• Reports over the weekend suggest the Treasury is once again considering scrapping higher-rate pension tax relief
• A 30-year old higher-rate taxpayer saving £500 a month could end up with a pension worth £140,000 less if pension tax relief is limited to the basic-rate (20%)
• Additional-rate taxpayers would face an even bigger hit to their retirement pots under the plans
• Reform would also risk exacerbating intergenerational unfairness as younger savers would be unable to access higher and additional-rate relief
Tom Selby, senior analyst at AJ Bell, comments:
“While the Treasury has been guilty of crying wolf on countless occasions on pension tax relief reform, it is clear there are people within Number 11 who want to slash and burn retirement saving incentives.
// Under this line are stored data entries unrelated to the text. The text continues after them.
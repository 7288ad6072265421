//! Error types for relkv
//!
//! Two layers of errors live here:
//!
//! - [`StoreError`]: failures reported by the backing store or lock adapters.
//!   These never cross a public operation boundary.
//! - [`Error`]: the caller-facing taxonomy. Every public operation maps its
//!   internal failures into one of these variants before returning.
//!
//! We use `thiserror` for automatic `Display` and `Error` trait implementations.

use thiserror::Error;

/// Result type alias for caller-facing operations
pub type Result<T> = std::result::Result<T, Error>;

/// Result type alias for adapter-level operations
pub type StoreResult<T> = std::result::Result<T, StoreError>;

/// Failures raised by a backing store or lock adapter
#[derive(Debug, Clone, PartialEq, Eq, Error)]
pub enum StoreError {
    /// Connection, protocol or transport failure
    #[error("connection error: {0}")]
    Connection(String),

    /// Command issued against a key holding the wrong kind of value
    #[error("wrong type for key '{key}': expected {expected}")]
    WrongType {
        /// Key the command targeted
        key: String,
        /// Kind the command expected ("hash" or "list")
        expected: &'static str,
    },

    /// A batch was rejected as a whole
    #[error("batch aborted: {0}")]
    BatchAborted(String),

    /// A reply did not have the shape the caller asked for
    #[error("invalid reply: expected {expected}, got {actual}")]
    InvalidReply {
        /// Expected reply shape
        expected: &'static str,
        /// Actual reply shape
        actual: String,
    },

    /// Lock adapter failure
    #[error("lock error on '{resource}': {reason}")]
    Lock {
        /// Locked resource name
        resource: String,
        /// Failure description
        reason: String,
    },

    /// Stored payload could not be encoded or decoded
    #[error("serialization error: {0}")]
    Serialization(String),
}

impl From<serde_json::Error> for StoreError {
    fn from(e: serde_json::Error) -> Self {
        StoreError::Serialization(e.to_string())
    }
}

/// Caller-facing error taxonomy.
///
/// | Code | Meaning |
/// |------|---------|
/// | `CollectionFieldInexistent` | A primary, index-pointed or foreign id is absent |
/// | `CollectionOrFieldInexistent` | The collection's reserved counter field is unreadable |
/// | `CollectionAdditionFailure` | The add batch failed wholly |
/// | `CollectionUpdateFailure` | The update batch or the update transform failed |
/// | `CollectionUpdateFailure:MismatchingForeignKeys` | Declared foreign keys differ from stored ones |
/// | `CollectionDeletionFailure` | The delete batch failed wholly |
/// | `QueueItemNotFound` | No queued entry matched the value to remove |
/// | `GenericRedisFailure` | Unclassified backing store failure |
///
/// None of these are retried internally.
#[derive(Debug, Clone, PartialEq, Eq, Error)]
pub enum Error {
    /// Requested id (primary, via index, or foreign) does not exist
    #[error("no field '{id}' in collection '{collection}'")]
    CollectionFieldInexistent {
        /// Collection that was searched
        collection: String,
        /// Missing id (or index value, for index lookups)
        id: String,
    },

    /// Collection-level state could not be located or read
    #[error("collection '{collection}' or its field '{field}' is missing")]
    CollectionOrFieldInexistent {
        /// Collection name
        collection: String,
        /// Field name
        field: String,
    },

    /// The add batch failed
    #[error("failed to add to collection '{collection}': {reason}")]
    CollectionAdditionFailure {
        /// Collection name
        collection: String,
        /// Failure description
        reason: String,
    },

    /// The update batch or the update transform failed
    #[error("failed to update '{id}' in collection '{collection}': {reason}")]
    CollectionUpdateFailure {
        /// Collection name
        collection: String,
        /// Record id
        id: String,
        /// Failure description
        reason: String,
    },

    /// Caller-declared foreign keys differ from the stored declaration
    #[error("foreign keys of '{id}' in collection '{collection}' do not match the stored declaration")]
    MismatchingForeignKeys {
        /// Collection name
        collection: String,
        /// Record id
        id: String,
    },

    /// The delete batch failed
    #[error("failed to delete from collection '{collection}': {reason}")]
    CollectionDeletionFailure {
        /// Collection name
        collection: String,
        /// Failure description
        reason: String,
    },

    /// Queue removal target not present
    #[error("item not found in queue '{queue}'")]
    QueueItemNotFound {
        /// Queue name
        queue: String,
    },

    /// Unclassified backing store failure
    #[error("store failure: {0}")]
    GenericStoreFailure(String),

    /// Configuration rejected on load or build
    #[error("invalid config: {0}")]
    InvalidConfig(String),
}

impl Error {
    /// Stable taxonomy code for this error
    pub fn code(&self) -> &'static str {
        match self {
            Error::CollectionFieldInexistent { .. } => "CollectionFieldInexistent",
            Error::CollectionOrFieldInexistent { .. } => "CollectionOrFieldInexistent",
            Error::CollectionAdditionFailure { .. } => "CollectionAdditionFailure",
            Error::CollectionUpdateFailure { .. } => "CollectionUpdateFailure",
            Error::MismatchingForeignKeys { .. } => "CollectionUpdateFailure:MismatchingForeignKeys",
            Error::CollectionDeletionFailure { .. } => "CollectionDeletionFailure",
            Error::QueueItemNotFound { .. } => "QueueItemNotFound",
            Error::GenericStoreFailure(_) => "GenericRedisFailure",
            Error::InvalidConfig(_) => "InvalidConfig",
        }
    }

    /// Shorthand for a missing id
    pub fn field_inexistent(collection: impl Into<String>, id: impl Into<String>) -> Self {
        Error::CollectionFieldInexistent {
            collection: collection.into(),
            id: id.into(),
        }
    }

    /// True for the not-found variants
    pub fn is_not_found(&self) -> bool {
        matches!(
            self,
            Error::CollectionFieldInexistent { .. }
                | Error::CollectionOrFieldInexistent { .. }
                | Error::QueueItemNotFound { .. }
        )
    }
}

impl From<StoreError> for Error {
    fn from(e: StoreError) -> Self {
        Error::GenericStoreFailure(e.to_string())
    }
}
“Reports over the weekend suggest the nuclear option of scrapping higher-rate pension tax relief altogether – and saving an estimated £10 billion in the process – is once again under consideration. This would have a significant impact not only on the pension outcomes of over 4 million higher and additional-rate taxpayers, but of those who may become higher earners in later life.
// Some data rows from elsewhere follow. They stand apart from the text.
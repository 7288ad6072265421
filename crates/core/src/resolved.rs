//! Resolved records: metadata with its foreign records attached
//!
//! A [`ResolvedRecord`] is never persisted. It is built bottom-up by the
//! resolution engine and flattened into a caller [`Item`] where every
//! foreign-key field holds full nested records instead of raw ids.

use serde_json::Value;
use std::collections::BTreeMap;

use crate::record::{ForeignKey, Item, RecordMetadata, ID_FIELD};

/// Record metadata plus its resolved foreign records
#[derive(Debug, Clone, PartialEq, Eq)]
pub struct ResolvedRecord {
    /// Collection the record belongs to
    pub collection: String,
    /// Stored metadata of the record itself
    pub metadata: RecordMetadata,
    /// Resolved one-to-one fields
    pub one_to_one: BTreeMap<String, ResolvedRecord>,
    /// Resolved one-to-many fields, keyed by foreign id
    pub one_to_many: BTreeMap<String, BTreeMap<String, ResolvedRecord>>,
}

impl ResolvedRecord {
    /// Record with no foreign records attached
    pub fn shallow(collection: impl Into<String>, metadata: RecordMetadata) -> Self {
        Self {
            collection: collection.into(),
            metadata,
            one_to_one: BTreeMap::new(),
            one_to_many: BTreeMap::new(),
        }
    }

    /// Record id
    pub fn id(&self) -> &str {
        &self.metadata.id
    }

    /// Attach a resolved target under a foreign-key field
    pub fn attach(&mut self, field: &str, kind: &ForeignKey, target: ResolvedRecord) {
        match kind {
            ForeignKey::OneToOne { .. } => {
                self.one_to_one.insert(field.to_string(), target);
            }
            ForeignKey::OneToMany { .. } => {
                self.one_to_many
                    .entry(field.to_string())
                    .or_default()
                    .insert(target.id().to_string(), target);
            }
        }
    }

    /// Flatten into the caller shape
    ///
    /// Every resolved field replaces its raw id (or id set) with the nested
    /// item, recursively; `id` is added back into the object.
    pub fn into_item(self) -> Item {
        let ResolvedRecord {
            metadata,
            one_to_one,
            one_to_many,
            ..
        } = self;
        let mut item = metadata.value;

        for (field, target) in one_to_one {
            item.insert(field, Value::Object(target.into_item()));
        }
        for (field, targets) in one_to_many {
            let nested = targets
                .into_iter()
                .map(|(id, target)| (id, Value::Object(target.into_item())))
                .collect();
            item.insert(field, Value::Object(nested));
        }
        item.insert(ID_FIELD.to_string(), Value::String(metadata.id));
        item
    }
}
“A 30-year-old higher-rate taxpayer saving £500 a month in a pension could end up with a fund worth £140,000 less by the time they reach age 65 if tax relief is limited to the basic-rate. If the extra relief wasn’t invested in a pension they could be over £50,000 worse off over the course of 35 years.
“It’s worth noting a significant chunk of the circa £35 billion in pension tax and National Insurance relief costs incurred by the Treasury each year goes to defined benefit schemes, most of which are in the public sector. The Government would therefore inevitably have a significant battle on its hands with representatives of these workers, including those working in the NHS, if it decided to scrap higher-rate relief.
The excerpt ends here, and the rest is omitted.